Re: Uniform access to descriptions from Michaeljohn Clement on 2008-04-13 (www-tag@w3.org from April 2008)

From: Michaeljohn Clement <mj@mjclement.com>
Date: Sun, 13 Apr 2008 16:17:16 -0600
To: wangxiao@musc.edu
CC: Pat Hayes <phayes@ihmc.us>, "www-tag@w3.org WG" <www-tag@w3.org>, noah_mendelsohn@us.ibm.com, Jonathan Rees <jar@creativecommons.org>, Phil Archer <parcher@icra.org>, "Williams, Stuart (HP Labs, Bristol)" <skw@hp.com>
Message-ID: <4802866C.1030905@mjclement.com>
Xiaoshu Wang wrote:
> Michaeljohn Clement wrote:
>> Either the URI from which you get a 200 OK response
>> identifies an information resource, in which case we can make
>> statements about it, or it does not in which case we cannot any longer
>> make statements about the page by using the URI.
> 
> Then, you haven't get to the essence of what I tried to say. It does not
> lose that capability.

You are right.  My statement "we cannot any longer make statements 
about the page by using the URI" was too strong.  However, we cannot 
do so as easily.  If the URI does not unambiguously identify the Web 
page, then we must go the extra step of creating something that does.

> First, whatever information resource is, 200
> doesn't allow you to identify that resource unless you know it is a
> byte-copy of that resource. 

That assertion is essentially the negation of the httpRange-14 
resolution.

But you are wrong, there is no such thing as a byte-copy of an 
information resource (in the AWWW sense).  Obviously a clear 
definition of what an IR is has been hard to come by, but it is 
not something of which one can take a byte-copy.  Any such thing 
would be an awww:representation.

> If there are more than one content-types
> bound with the URI, regardless the old view of my view, you already lose
> that capability.

Not at all.  Those content-types are all awww:representations of 
the same awww:resource, and the "old view" is carefully constructed 
to preserve just that capability.

>> We can't even say what the URI identifies anymore without getting
>> out-of-band data about it, which in will not often exist.
>   
> This again is wrong.  Don't you know what
> "http://www.ihmc.us/users/phayes/PatHayes" denotes by reading it?

Of course: it (the URI) denotes a resource.  Which turns out to be 
a Web page which thinks it is a person.

In your view, of course, it denotes Pat Hayes.

Now if I was to say:

"http://www.ihmc.us/users/phayes/PatHayes is wrong."

This becomes ambiguous.

Incidentally, this corresponds well with normal natural language 
usage.  If I want to talk about Pat Hayes, I will use his name, 
not his URI.  If I do use the URI casually and without further 
qualification, it is likely that I mean to say something about 
the page itself.

(Note that that URI in our own discussions has become, not a 
synonym of "Pat Hayes", but rather the name of "Pat's famous 
page".)

> Don't
> you know what "http://www.w3.org" is about by reading it?

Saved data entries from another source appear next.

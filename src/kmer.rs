// Roel Kluin, 2023, GPL v3

use crate::key::GraphKey;
use crate::new_types::twobit::TwoBit;
use anyhow::{anyhow, ensure, Result};
use serde::{Deserialize, Serialize};
use std::fmt;

pub const KMERLEN_MAX: u32 = 32;

/// A twobit packed k-mer. The first base is in the top bits, the last base in
/// the lowest two. Ordered by length, then by value.
#[derive(Copy, Clone, PartialEq, Eq, PartialOrd, Ord, Hash, Serialize, Deserialize)]
pub struct Kmer {
    kmerlen: u32,
    dna: u64,
} //^-^\\

impl Kmer {
    /// an all-A kmer of this length
    pub fn new(kmerlen: u32) -> Result<Self> {
        ensure!(
            kmerlen != 0 && kmerlen <= KMERLEN_MAX,
            "kmer length {} not in 1..={}",
            kmerlen,
            KMERLEN_MAX
        );
        Ok(Kmer { kmerlen, dna: 0 })
    }
    pub fn from_bases(seq: &[u8]) -> Result<Self> {
        let kmerlen = u32::try_from(seq.len())?;
        let mut kmer = Kmer::new(kmerlen)?;
        for &b in seq {
            let b2 = TwoBit::from_ascii(b)
                .ok_or_else(|| anyhow!("ambiguous base '{}' in kmer", b as char))?;
            kmer.push(b2);
        }
        Ok(kmer)
    }
    pub fn value(&self) -> u64 {
        self.dna
    }
    pub fn len(&self) -> u32 {
        self.kmerlen
    }
    #[inline(always)]
    fn mask(&self) -> u64 {
        u64::MAX >> (64 - self.kmerlen * 2)
    }
    #[inline(always)]
    fn top_shift(&self) -> u32 {
        self.kmerlen * 2 - 2
    }
    /// adds twobit at the end, the first base is shifted out.
    pub fn push(&mut self, b2: TwoBit) {
        // XXX function is hot
        self.dna = ((self.dna << 2) & self.mask()) | b2.as_u64();
    }
    fn b2_at(&self, i: u32) -> TwoBit {
        TwoBit::new(((self.dna >> (self.top_shift() - i * 2)) & 3) as u8)
    }
}

impl GraphKey for Kmer {
    fn predecessor(&self, b2: TwoBit) -> Self {
        Kmer {
            kmerlen: self.kmerlen,
            dna: (self.dna >> 2) | b2.as_kmer_top(self.top_shift()),
        }
    }
    fn successor(&self, b2: TwoBit) -> Self {
        let mut kmer = *self;
        kmer.push(b2);
        kmer
    }
    fn last_symbol(&self) -> TwoBit {
        TwoBit::new((self.dna & 3) as u8)
    }
}

impl fmt::Display for Kmer {
    fn fmt(&self, f: &mut fmt::Formatter<'_>) -> fmt::Result {
        for i in 0..self.kmerlen {
            write!(f, "{}", self.b2_at(i).as_ascii() as char)?;
        }
        Ok(())
    }
}

impl fmt::Debug for Kmer {
    fn fmt(&self, f: &mut fmt::Formatter<'_>) -> fmt::Result {
        write!(f, "{} ({:#x})", self, self.dna)
    }
}

/// All kmers in a sequence. No kmer spans an ambiguous base.
pub struct KmerIter<'a> {
    seq: std::slice::Iter<'a, u8>,
    kmer: Kmer,
    filled: u32,
}

impl<'a> KmerIter<'a> {
    pub fn new(seq: &'a [u8], kmerlen: u32) -> Result<Self> {
        Ok(KmerIter {
            seq: seq.iter(),
            kmer: Kmer::new(kmerlen)?,
            filled: 0,
        })
    }
}

impl<'a> Iterator for KmerIter<'a> {
    type Item = Kmer;

    fn next(&mut self) -> Option<Kmer> {
        for &b in self.seq.by_ref() {
            match TwoBit::from_ascii(b) {
                Some(b2) => {
                    self.kmer.push(b2);
                    if self.filled < self.kmer.kmerlen {
                        self.filled += 1;
                    }
                    if self.filled == self.kmer.kmerlen {
                        return Some(self.kmer);
                    }
                }
                None => self.filled = 0,
            }
        }
        None
    }
}
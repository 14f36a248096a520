use derive_more::{Display, Into};
use serde::{Deserialize, Serialize};

pub const FREQ_MAX: u8 = u8::MAX;

/// Occurrence count of a k-mer. Saturates at FREQ_MAX, counts above are lost.
#[derive(Copy, Clone, PartialEq, Eq, PartialOrd, Ord, Debug, Display, Into, Serialize, Deserialize)]
pub struct Frequency(u8);

impl Frequency {
    pub fn one() -> Self {
        Frequency(1)
    }
    pub fn get(&self) -> u8 {
        self.0
    }
    /// no bounds enforcement: zero is accepted.
    pub fn set(&mut self, freq: u8) {
        self.0 = freq;
    }
    pub fn is_saturated(&self) -> bool {
        self.0 == FREQ_MAX
    }
    pub fn incr(&mut self) {
        if self.0 != FREQ_MAX {
            self.0 += 1;
        }
    }
    pub fn saturating_add(&mut self, other: Frequency) {
        self.0 = self.0.saturating_add(other.0);
    }
}

impl Default for Frequency {
    fn default() -> Self {
        Frequency::one()
    }
}
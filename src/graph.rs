// Roel Kluin, 2023, GPL v3

use crate::key::GraphKey;
use crate::new_types::twobit::TwoBit;
use crate::node::Node;
use anyhow::Result;
use itertools::{EitherOrBoth, Itertools};
use std::cmp;

/// nodes preallocated by `SortedGraph::new`.
pub const DEFAULT_CAPACITY: usize = 3_000_000;

pub type NodeFactory<K> = fn(K) -> Node<K>;

/// Result of a binary search: the node and its index, or where it would go.
#[derive(Debug)]
pub enum Lookup<'a, K> {
    Found { idx: usize, node: &'a Node<K> },
    Vacant { idx: usize },
}

impl<'a, K> Lookup<'a, K> {
    pub fn idx(&self) -> usize {
        match *self {
            Lookup::Found { idx, .. } | Lookup::Vacant { idx } => idx,
        }
    }
    pub fn is_found(&self) -> bool {
        matches!(self, Lookup::Found { .. })
    }
    pub fn node(&self) -> Option<&'a Node<K>> {
        match *self {
            Lookup::Found { node, .. } => Some(node),
            Lookup::Vacant { .. } => None,
        }
    }
}

/// Nodes kept in ascending key order, unique per key. Insertion shifts the
/// tail, lookup is a binary search. Nodes are handed out by index; an index
/// stays valid until the next insertion before it.
pub struct SortedGraph<K> {
    nodes: Vec<Node<K>>,
    new_node: NodeFactory<K>,
}

impl<K: GraphKey> SortedGraph<K> {
    pub fn new(new_node: NodeFactory<K>) -> Self {
        SortedGraph::with_capacity(new_node, DEFAULT_CAPACITY)
    }
    pub fn with_capacity(new_node: NodeFactory<K>, capacity: usize) -> Self {
        SortedGraph {
            nodes: Vec::with_capacity(capacity),
            new_node,
        }
    }
    pub fn len(&self) -> usize {
        self.nodes.len()
    }
    pub fn is_empty(&self) -> bool {
        self.nodes.is_empty()
    }
    pub fn get(&self, idx: usize) -> Option<&Node<K>> {
        self.nodes.get(idx)
    }
    pub fn nodes(&self) -> &[Node<K>] {
        &self.nodes
    }
    pub fn iter(&self) -> impl Iterator<Item = &Node<K>> {
        self.nodes.iter()
    }
    pub fn keys(&self) -> impl Iterator<Item = K> + '_ {
        self.nodes.iter().map(Node::key)
    }
    /// frequencies in key order.
    pub fn frequencies(&self) -> Vec<u8> {
        self.nodes.iter().map(Node::frequency).collect()
    }
    /// all occurrences seen. Saturated nodes are undercounted.
    pub fn total_observations(&self) -> u64 {
        self.nodes.iter().map(|n| u64::from(n.frequency())).sum()
    }

    /// binary search. If absent, idx is the first position with a greater key.
    pub fn lookup(&self, key: &K) -> Lookup<'_, K> {
        match self.nodes.binary_search_by(|n| n.key().cmp(key)) {
            Ok(idx) => Lookup::Found {
                idx,
                node: &self.nodes[idx],
            },
            Err(idx) => Lookup::Vacant { idx },
        }
    }

    /// Place node at idx, shifting the rest up. An index past the end appends.
    /// Only an idx from a Vacant lookup of the node's key keeps the order.
    pub fn insert_at(&mut self, idx: usize, node: Node<K>) -> usize {
        if idx < self.nodes.len() {
            self.nodes.insert(idx, node);
            idx
        } else {
            self.nodes.push(node);
            self.nodes.len() - 1
        }
    }

    /// Connect the node at idx to the first predecessor present, scanning
    /// symbols in order. Only one edge is wired; further predecessors (a
    /// branch) are left alone. Returns the predecessor symbol wired, None
    /// if the node at idx does not hold key.
    pub fn wire_adjacency(&mut self, key: &K, idx: usize) -> Option<TwoBit> {
        match self.nodes.get(idx) {
            Some(node) if node.key() == *key => {}
            _ => {
                dbg_print!("wire_adjacency(): no node for {:?} at {}", key, idx);
                return None;
            }
        }

        for b2 in TwoBit::all() {
            let pred = key.predecessor(b2);
            if let Lookup::Found { idx: pred_idx, .. } = self.lookup(&pred) {
                self.nodes[idx].add_predecessor(b2);
                self.nodes[pred_idx].add_successor(key.last_symbol());
                return Some(b2);
            }
        }
        None
    }

    /// count an occurrence of key, returns its index.
    pub fn insert_one(&mut self, key: K) -> usize {
        match self.lookup(&key) {
            Lookup::Found { idx, .. } => {
                self.nodes[idx].increment_frequency();
                idx
            }
            Lookup::Vacant { idx } => {
                let node = (self.new_node)(key);
                self.insert_at(idx, node)
            }
        }
    }

    /// as insert_one, but a new node is also wired to its predecessor.
    pub fn insert_and_wire(&mut self, key: K) -> usize {
        let len = self.nodes.len();
        let idx = self.insert_one(key);
        if self.nodes.len() != len {
            self.wire_adjacency(&key, idx);
        }
        idx
    }

    pub fn insert_many<I>(&mut self, keys: I) -> Vec<usize>
    where
        I: IntoIterator<Item = K>,
    {
        keys.into_iter().map(|key| self.insert_one(key)).collect()
    }

    /// Fold in an independently built graph. Nodes with the same key are
    /// merged, the rest is taken over as is.
    pub fn merge_graph(&mut self, other: SortedGraph<K>) -> Result<()> {
        let capacity = cmp::max(self.nodes.capacity(), self.nodes.len() + other.len());
        let mut merged = Vec::with_capacity(capacity);

        for pair in self
            .nodes
            .drain(..)
            .merge_join_by(other.nodes, |a, b| a.key().cmp(&b.key()))
        {
            match pair {
                EitherOrBoth::Both(mut node, other_node) => {
                    node.merge(&other_node)?;
                    merged.push(node);
                }
                EitherOrBoth::Left(node) | EitherOrBoth::Right(node) => merged.push(node),
            }
        }
        self.nodes = merged;
        Ok(())
    }
}

impl<K: GraphKey> Default for SortedGraph<K> {
    fn default() -> Self {
        SortedGraph::new(Node::new)
    }
}
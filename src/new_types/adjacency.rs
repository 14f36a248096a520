use crate::new_types::twobit::{TwoBit, SYMBOLS};
use bitvec::prelude::*;
use serde::{Deserialize, Serialize};
use std::fmt;

// bits 0..4: successor per symbol, bits 4..8: predecessor per symbol.
const PRED_OFFSET: usize = SYMBOLS;

/// Which of the four successor and four predecessor extensions were seen.
#[derive(Copy, Clone, PartialEq, Eq, Default, Serialize, Deserialize)]
pub struct Adjacency(BitArray<[u8; 1], Lsb0>);

impl Adjacency {
    pub fn is_successor(&self, b2: TwoBit) -> bool {
        self.0[b2.as_usize()]
    }
    pub fn is_predecessor(&self, b2: TwoBit) -> bool {
        self.0[PRED_OFFSET + b2.as_usize()]
    }
    pub fn add_successor(&mut self, b2: TwoBit) {
        self.0.set(b2.as_usize(), true);
    }
    pub fn add_predecessor(&mut self, b2: TwoBit) {
        self.0.set(PRED_OFFSET + b2.as_usize(), true);
    }
    /// snapshot: 1 where an edge exists, per symbol.
    pub fn successors(&self) -> [u8; SYMBOLS] {
        self.indicators(0)
    }
    pub fn predecessors(&self) -> [u8; SYMBOLS] {
        self.indicators(PRED_OFFSET)
    }
    fn indicators(&self, offset: usize) -> [u8; SYMBOLS] {
        let mut ind = [0; SYMBOLS];
        for (i, bit) in self.0[offset..offset + SYMBOLS].iter().by_vals().enumerate() {
            ind[i] = u8::from(bit);
        }
        ind
    }
    pub fn union(&mut self, other: &Adjacency) {
        self.0 |= other.0.as_bitslice();
    }
    pub fn as_u8(&self) -> u8 {
        self.0.as_raw_slice()[0]
    }
    pub fn is_empty(&self) -> bool {
        self.0.not_any()
    }
}

impl fmt::Debug for Adjacency {
    fn fmt(&self, f: &mut fmt::Formatter<'_>) -> fmt::Result {
        write!(
            f,
            "pred {:?} succ {:?} ({:#04x})",
            self.predecessors(),
            self.successors(),
            self.as_u8()
        )
    }
}

#[cfg(test)]
mod tests {
    use super::*;

    #[test]
    fn independent_bits() {
        let mut adj = Adjacency::default();
        assert!(adj.is_empty());
        adj.add_successor(TwoBit::new(2));
        adj.add_successor(TwoBit::new(2));
        assert_eq!(adj.successors(), [0, 0, 1, 0]);
        assert_eq!(adj.predecessors(), [0, 0, 0, 0]);
        adj.add_predecessor(TwoBit::new(0));
        adj.add_predecessor(TwoBit::new(3));
        assert_eq!(adj.successors(), [0, 0, 1, 0]);
        assert_eq!(adj.predecessors(), [1, 0, 0, 1]);
        assert!(adj.is_predecessor(TwoBit::new(3)));
        assert!(!adj.is_successor(TwoBit::new(3)));
        assert_eq!(adj.as_u8(), 0x04 | 0x10 | 0x80);
    }
    #[test]
    fn all_eight_flags() {
        let mut adj = Adjacency::default();
        for b2 in TwoBit::all() {
            adj.add_successor(b2);
            adj.add_predecessor(b2);
        }
        assert_eq!(adj.as_u8(), 0xff);
    }
    #[test]
    fn checked_symbols_stay_in_their_half() {
        let mut adj = Adjacency::default();
        for b2 in (0..=u8::MAX).filter_map(|b| TwoBit::try_from(b).ok()) {
            adj.add_successor(b2);
        }
        assert_eq!(adj.successors(), [1, 1, 1, 1]);
        assert_eq!(adj.predecessors(), [0, 0, 0, 0]);
        assert!(!adj.is_predecessor(TwoBit::new(0)));
    }
    #[test]
    fn union() {
        let mut a = Adjacency::default();
        let mut b = Adjacency::default();
        a.add_successor(TwoBit::new(1));
        b.add_predecessor(TwoBit::new(1));
        b.add_successor(TwoBit::new(1));
        a.union(&b);
        assert_eq!(a.successors(), [0, 1, 0, 0]);
        assert_eq!(a.predecessors(), [0, 1, 0, 0]);
        assert_eq!(b.successors(), [0, 1, 0, 0]);
    }
}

I guess you mean reading the content of the page, not reading 
the URI, but even if I read both, I don't know what 
"http://www.w3.org/" is /about/, though I do know what it names, 
namely, the homepage of the W3C.

> What do you mean *out-of-band* data? 

In ordinary usage, say, in a browser, once a page is loaded, I 
can use the URI to identify the page and make statements about it.

If, as you say, the status code is not sufficient to tell me that I 
can do this, then I need additional data to say that the URI I 
loaded actually identifies the page, rather than, say, the moon, or 
Pat Hayes.

My browser may give me a button that I can use to rate the page, or 
to indicate that I think it is a spam page, or some assertion of that 
nature.  This could be done by publishing triples to my own personal 
Web space.  All of those obvious applications are hindered if I cannot 
easily use the URI to identify the page, are they not?

We can also embrace ambiguity, as Roy Fielding would have us do, and 
throw up our hands and say that a URI may well identify both the moon 
and a Web page, and we will rely on context to distinguish them.  Then 
we may have to invent something new to do what RDF was intended to do, 
since it will become impossible to reason about triples that use URIs 
without first implementing a general AI to distinguish when two uses 
of the same URI actually identify the same thing and when they do not, 
even when that URI is only used correctly.

> Or you intend to get a *complete* knowledge of
> what a URI denotes? 

Is there is a distinction you are making between "denotes" and 
"identifies"?  In any case, I don't want to have to get a complete 
knowledge about anything in order to be able to say that 
"http://www.w3.org/" identifies the W3C homepage.

Once I see "HTTP/1.1 200 OK" come over the wire, I know enough.

> But isn't it a reality that we never has the
> complete knowledge about  a reality?

An information resource isn't a reality, it's a part of an abstract 
model.  That model is a useful approximation of what we want our 
software to do, so it helps us write interoperable software.

Within that model, we have complete knowledge about what kind of 
thing a URI identifies, because we get to choose and define what 
our formalisms mean.

> See above.  In human language, use prepositions such as "the HTML
> representation of resource x".  In machine, build some terminologies,
> such as "_:y abc:htmlOf x".  Then, is the meaning of _:y clear now?
> Wouldn't this, in fact, give you a more precise way to describe something?

It gives a more precise way by taking away the easy way to make 
statements about resource x without having to first create and 
define a new name for it.  In a distributed system like the Web, 
if we have to re-name other people's Web resources before we can 
make statements about them, it complicates doing so.

Michaeljohn
Received on Sunday, 13 April 2008 22:18:04 UTC